The Country Girl (1954)
“How far should a woman go…to redeem the man she loves?”
The Country Girl (1954)
Director: George Seaton
Cast: Bing Crosby, Grace Kelly, William Holden
Synopsis: A director hires an alcoholic has-been and strikes up a stormy relationship with the actor’s wife, who he believes is the cause of all the man’s problems.
It’s tempting to complain that the vivacious 25-year-old Grace Kelly (Rear Window, The Bridges at Toko-Ri) was far too young to play the wife of 51-year-old Bing Crosby (Holiday Inn, Road to Bali), but the fact that they had an affair during the making of George Seaton’s The Country Girl more or less blows that complaint out of the water. Having said that, Bing wasn’t an alcoholic has-been like Frank Elgin, and Kelly was notorious for bedding her leading men, so their situations were just a tad different to that of Frank and Georgie Elgin.
As its title implies, The Country Girl is about Kelly’s character, but it’s Frank Elgin who sticks in the memory thanks to a riveting performance from Crosby and some keenly-observed writing by George Seaton (who also directs) from a play by Clifford Odets. Elgin was once a big-time singer with a contented wife (Kelly) and chipper young son, Johnnie (Jon Provost). But all that was destroyed in an instant when Elgin gazed lovingly at the plaque of his record company for a photographer instead of holding onto the hand of young Johnnie, who, with nobody to hold him back, ran straight into traffic. Unable to forgive himself for his son’s death, Elgin climbed into the bottle in an attempt to obliterate his guilt. He’s clean now, though, and has just won the lead role in a stage musical directed by Bernie Dodd (William Holden – Sunset Blvd, Network) who, for some poorly-defined reason, insists, over the objections of his backer (Anthony Ross), that Elgin is the only man for the job.
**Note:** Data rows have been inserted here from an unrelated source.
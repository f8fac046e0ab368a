#![allow(dead_code)]

use std::sync::Arc;

use async_trait::async_trait;
use auth::Authenticator;
use auth::LegacyHashCodec;
use auth::PasswordHasher;
use auth::PasswordVerifier;
use axum::body::Body;
use axum::http::header::AUTHORIZATION;
use axum::http::header::CONTENT_TYPE;
use axum::http::Method;
use axum::http::Request;
use axum::http::StatusCode;
use axum::Router;
use chrono::Duration;
use identity_service::domain::user::models::EmailAddress;
use identity_service::domain::user::models::User;
use identity_service::domain::user::models::UserId;
use identity_service::domain::user::ports::UserRepository;
use identity_service::domain::user::service::UserService;
use identity_service::inbound::http::router::create_router;
use identity_service::user::errors::UserError;
use tower::ServiceExt;

pub const JWT_SECRET: &[u8] = b"test-secret-key-for-jwt-signing-at-least-32-bytes";
pub const TOKEN_TTL_SECONDS: i64 = 3600;

/// Account store held in memory
#[derive(Default)]
pub struct InMemoryUserRepository {
    users: Vec<User>,
}

impl InMemoryUserRepository {
    pub fn new(users: Vec<User>) -> Self {
        Self { users }
    }
}

#[async_trait]
impl UserRepository for InMemoryUserRepository {
    async fn find_by_id(&self, id: &UserId) -> Result<Option<User>, UserError> {
        Ok(self.users.iter().find(|u| u.id == *id).cloned())
    }

    async fn find_by_email(&self, email: &EmailAddress) -> Result<Option<User>, UserError> {
        Ok(self.users.iter().find(|u| u.email == *email).cloned())
    }
}

/// Account store that is never reachable
pub struct UnreachableUserRepository;

#[async_trait]
impl UserRepository for UnreachableUserRepository {
    async fn find_by_id(&self, _id: &UserId) -> Result<Option<User>, UserError> {
        Err(UserError::DatabaseError("connection refused".to_string()))
    }

    async fn find_by_email(&self, _email: &EmailAddress) -> Result<Option<User>, UserError> {
        Err(UserError::DatabaseError("connection refused".to_string()))
    }
}

/// Builder for test accounts
pub struct TestUser {
    user: User,
}

impl TestUser {
    /// Staff account with a subscription and a legacy PBKDF2 password hash
    pub fn legacy(email: &str, password: &str) -> Self {
        let password_hash = LegacyHashCodec::encode(password, "testsalt", 1_000, 32)
            .expect("Failed to encode legacy hash");
        Self::with_hash(email, password_hash)
    }

    /// Staff account with a subscription and an Argon2 password hash
    pub fn modern(email: &str, password: &str) -> Self {
        let password_hash = PasswordHasher::new()
            .hash(password)
            .expect("Failed to hash password");
        Self::with_hash(email, password_hash)
    }

    fn with_hash(email: &str, password_hash: String) -> Self {
        Self {
            user: User {
                id: UserId::new(),
                email: EmailAddress::new(email.to_string()).expect("Invalid test email"),
                first_name: "Ada".to_string(),
                last_name: "Lovelace".to_string(),
                password_hash,
                is_staff: true,
                is_subscription_staff: false,
                subscription_id: Some("sub-1".to_string()),
            },
        }
    }

    pub fn staff(mut self, is_staff: bool) -> Self {
        self.user.is_staff = is_staff;
        self
    }

    pub fn subscription_staff(mut self, is_subscription_staff: bool) -> Self {
        self.user.is_subscription_staff = is_subscription_staff;
        self
    }

    pub fn subscription(mut self, subscription_id: Option<&str>) -> Self {
        self.user.subscription_id = subscription_id.map(str::to_string);
        self
    }

    pub fn build(self) -> User {
        self.user
    }
}

/// Test application driving the router in-process
pub struct TestApp {
    pub router: Router,
    pub authenticator: Arc<Authenticator>,
}

impl TestApp {
    pub fn spawn(users: Vec<User>) -> Self {
        Self::with_repository(InMemoryUserRepository::new(users))
    }

    pub fn with_repository<R: UserRepository>(repository: R) -> Self {
        let authenticator = Arc::new(Authenticator::with_verifier(
            JWT_SECRET,
            Duration::seconds(TOKEN_TTL_SECONDS),
            PasswordVerifier::with_dummy_iterations(1_000),
        ));
        let user_service = Arc::new(UserService::new(
            Arc::new(repository),
            Arc::clone(&authenticator),
        ));

        Self {
            router: create_router(user_service, Arc::clone(&authenticator)),
            authenticator,
        }
    }

    pub async fn login(&self, email: &str, password: &str) -> (StatusCode, serde_json::Value) {
        let body = serde_json::json!({ "email": email, "password": password });
        self.login_with_body(&body.to_string()).await
    }

    pub async fn login_with_body(&self, body: &str) -> (StatusCode, serde_json::Value) {
        let request = Request::builder()
            .method(Method::POST)
            .uri("/login")
            .header(CONTENT_TYPE, "application/json")
            .body(Body::from(body.to_string()))
            .expect("Failed to build request");

        self.send(request).await
    }

    pub async fn me(&self, authorization: Option<&str>) -> (StatusCode, serde_json::Value) {
        let mut builder = Request::builder().method(Method::GET).uri("/me");
        if let Some(value) = authorization {
            builder = builder.header(AUTHORIZATION, value);
        }
        let request = builder
            .body(Body::empty())
            .expect("Failed to build request");

        self.send(request).await
    }

    async fn send(&self, request: Request<Body>) -> (StatusCode, serde_json::Value) {
        let response = self
            .router
            .clone()
            .oneshot(request)
            .await
            .expect("Failed to execute request");

        let status = response.status();
        let bytes = axum::body::to_bytes(response.into_body(), usize::MAX)
            .await
            .expect("Failed to read response body");
        let body = if bytes.is_empty() {
            serde_json::Value::Null
        } else {
            serde_json::from_slice(&bytes).expect("Failed to parse response")
        };

        (status, body)
    }
}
As Elgin’s wife tells Dodd during one of their many confrontations, her husband is a weak man. He’s riddled with insecurity and self-doubt, and the thought of the success of the show hinging on his performance is daunting enough for him to begin chugging on some 22% proof cough medicine. But The Country Girl doesn’t just rely on cause-and-effect for its impact. Some movies would feel that simply telling the audience of a character’s weakness and perhaps having them rub their lips while peering longingly through the window of a saloon would be enough to make their point, but The Country Girl burrows under the skin of Elgin to examine in close detail the character defects that gave rise to his condition. He not just weak, he’s frightened. He wants to be liked, and he’s desperate to please, so he tells people what he thinks they want to hear, and he’s as dependent on his patient but despairing wife as he is on the booze. In fact, he’s so pathetic that it’s difficult to like him at times, and we can understand Georgie’s air of weary resignation. That she doesn’t come to despise him for his weakness ultimately demonstrates the depth of her patience and love for him.
Fooled by Elgin’s elaborate, face-saving lies – which have just enough basis in fact to be plausible – Dodd convinces himself that Georgie is the cause of Elgin’s weakness. He’s the plain-speaking, no-nonsense type with a failed marriage in his past which colours his perspective of Elgin’s relationship with Georgie, and leads to a series of confrontations between them, often with Elgin skulking on the fringes like a frightened child. These moments are powerfully staged and written, and are complicated by an undercurrent of sexual tension between Georgie and Dodd that only slowly becomes apparent to both the audience and the characters. Although Elgin is often centre-stage, it’s this difficult, complicated relationship between Dodd and Georgie which is at the movie’s heart, and which provides a consistently adult examination of the strengths and weaknesses of all three characters. Even the soap-opera developments of the final act, which might have cheapened what has gone before, are handled in a subtle, low-key manner which illustrates the maturity of the characters.